Type-checking format args

Document #: P2757R2
Date: 2023-05-15
Project: Programming Language C++
Audience: LEWG
Reply-to: Barry Revzin

1 Revision History

Since [P2757R1], added feature-test macro.

Since [P2757R0], reverted basic_format_parse_context constructor and removed check_dynamic_spec_arithmetic - “arithmetic” types technically include bool and char per the language wording, but those are very unlikely to be actually desired in the context where you’re asking for something that could also be an int or a double. Can always be added back in some form if dynamic floating point argument use-cases surface.

2 Introduction

std::format supports compile-time checking of format strings [P2216R3], which is a fantastic feature. A compile-time error is always better than a runtime error, and we can see that happen in a lot of cases:

format("{:d}", "I am not a number") compile error (invalid specifier for strings)
format("{:7^*}", "hello") compile error (should be *^7)
format("{:>10}", "hello") ok
format("{0:>{1}}", "hello", 10) ok
format("{0:>{2}}", "hello", 10) compile error (argument 2 is out of bounds)
format("{:>{}}", "hello") compile error (missing an argument for dynamic width)
format("{:>{}}", "hello", "10") runtime error

Wait, why is the last one a runtime error instead of compile-time error?

2.1 The parse context

formatter<T>::parse gets an instance of basic_format_parse_context, which looks like this ( [format.parse.ctx]):

namespace std {
  template<class charT>
  class basic_format_parse_context {
    using char_type = charT;
    using const_iterator = typename basic_string_view<charT>::const_iterator;
    using iterator = const_iterator;

    iterator begin_;                                    // exposition only
    iterator end_;                                      // exposition only
    enum indexing { unknown, manual, automatic };       // exposition only
    indexing indexing_;                                 // exposition only
    size_t next_arg_id_;                                // exposition only
    size_t num_args_;                                   // exposition only

    constexpr explicit basic_format_parse_context(basic_string_view<charT> fmt,
                                                  size_t num_args = 0) noexcept;
    basic_format_parse_context(const basic_format_parse_context&) = delete;
    basic_format_parse_context& operator=(const basic_format_parse_context&) = delete;

    constexpr const_iterator begin() const noexcept;
    constexpr const_iterator end() const noexcept;
    constexpr void advance_to(const_iterator it);

    constexpr size_t next_arg_id();
    constexpr void check_arg_id(size_t id);

The user facing logic here is divided into two parts:

Note that the parse context here doesn’t get access to the arguments themselves, it only knows how many arguments there are and, if doing automatic indexing, what the current argument index is.
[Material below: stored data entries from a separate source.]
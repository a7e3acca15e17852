//! Ring arithmetic and the three state tables (routing table, leaf set,
//! neighborhood set) plus the router that composes them into next-hop
//! selection. No networking, no wire format: see `pastry-net` for the
//! protocol engine built on top of these types.

pub mod error;
pub mod leaf_set;
pub mod message;
pub mod neighborhood_set;
pub mod node;
pub mod node_id;
pub mod router;
pub mod routing_table;

pub use error::{CoreError, CoreResult};
pub use leaf_set::{LeafSet, LeafSetDump, LEAF_SET_SIDE_SIZE};
pub use message::{Message, Purpose, StateMask, APPLICATION_PURPOSE_FLOOR};
pub use neighborhood_set::{NeighborhoodSet, NeighborhoodSetDump, NEIGHBORHOOD_SET_SIZE};
pub use node::{Node, NodeVersionCounters, NodeVersions, SelfIdentity, DEFAULT_REGION_PENALTY};
pub use node_id::{closer, NodeId, NODE_ID_DIGITS};
pub use router::Router;
pub use routing_table::{InsertOutcome, RoutingTable, RoutingTableDump};

/// A node's full local state: its identity and the three tables built on
/// top of it. Constructing one wires every table to the same identity so
/// version bumps and proximity comparisons stay consistent.
#[derive(Clone)]
pub struct NodeState {
    pub identity: SelfIdentity,
    pub routing_table: RoutingTable,
    pub leaf_set: LeafSet,
    pub neighborhood_set: NeighborhoodSet,
}

impl NodeState {
    pub fn new(identity: SelfIdentity) -> Self {
        Self {
            routing_table: RoutingTable::new(identity.clone()),
            leaf_set: LeafSet::new(identity.clone()),
            neighborhood_set: NeighborhoodSet::new(identity.clone()),
            identity,
        }
    }

    pub fn router(&self) -> Router {
        Router::new(self.leaf_set.clone(), self.routing_table.clone())
    }

    pub fn self_id(&self) -> NodeId {
        self.identity.id
    }

    pub fn versions(&self) -> NodeVersions {
        self.identity.versions.snapshot()
    }
}

#[cfg(test)]
mod tests {
    use super::*;

    #[test]
    fn node_state_tables_share_one_identity() {
        let identity = SelfIdentity::new(NodeId::from_u128(7), "home".into(), 5);
        let state = NodeState::new(identity);
        assert_eq!(state.routing_table.self_id(), state.self_id());
    }
}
This portion of the API can be used to validate that dynamic arguments exist (ensuring that two of the rows above fail) and, for automatic indexing, storing the argument index for future access in formatter<T>::format.

The parse context doesn’t get access to the arguments largely for code size reasons, and also because now that parse() is invoked during constant evaluation time, it’s unlikely or simply impossible to provide the arguments at that time anyway.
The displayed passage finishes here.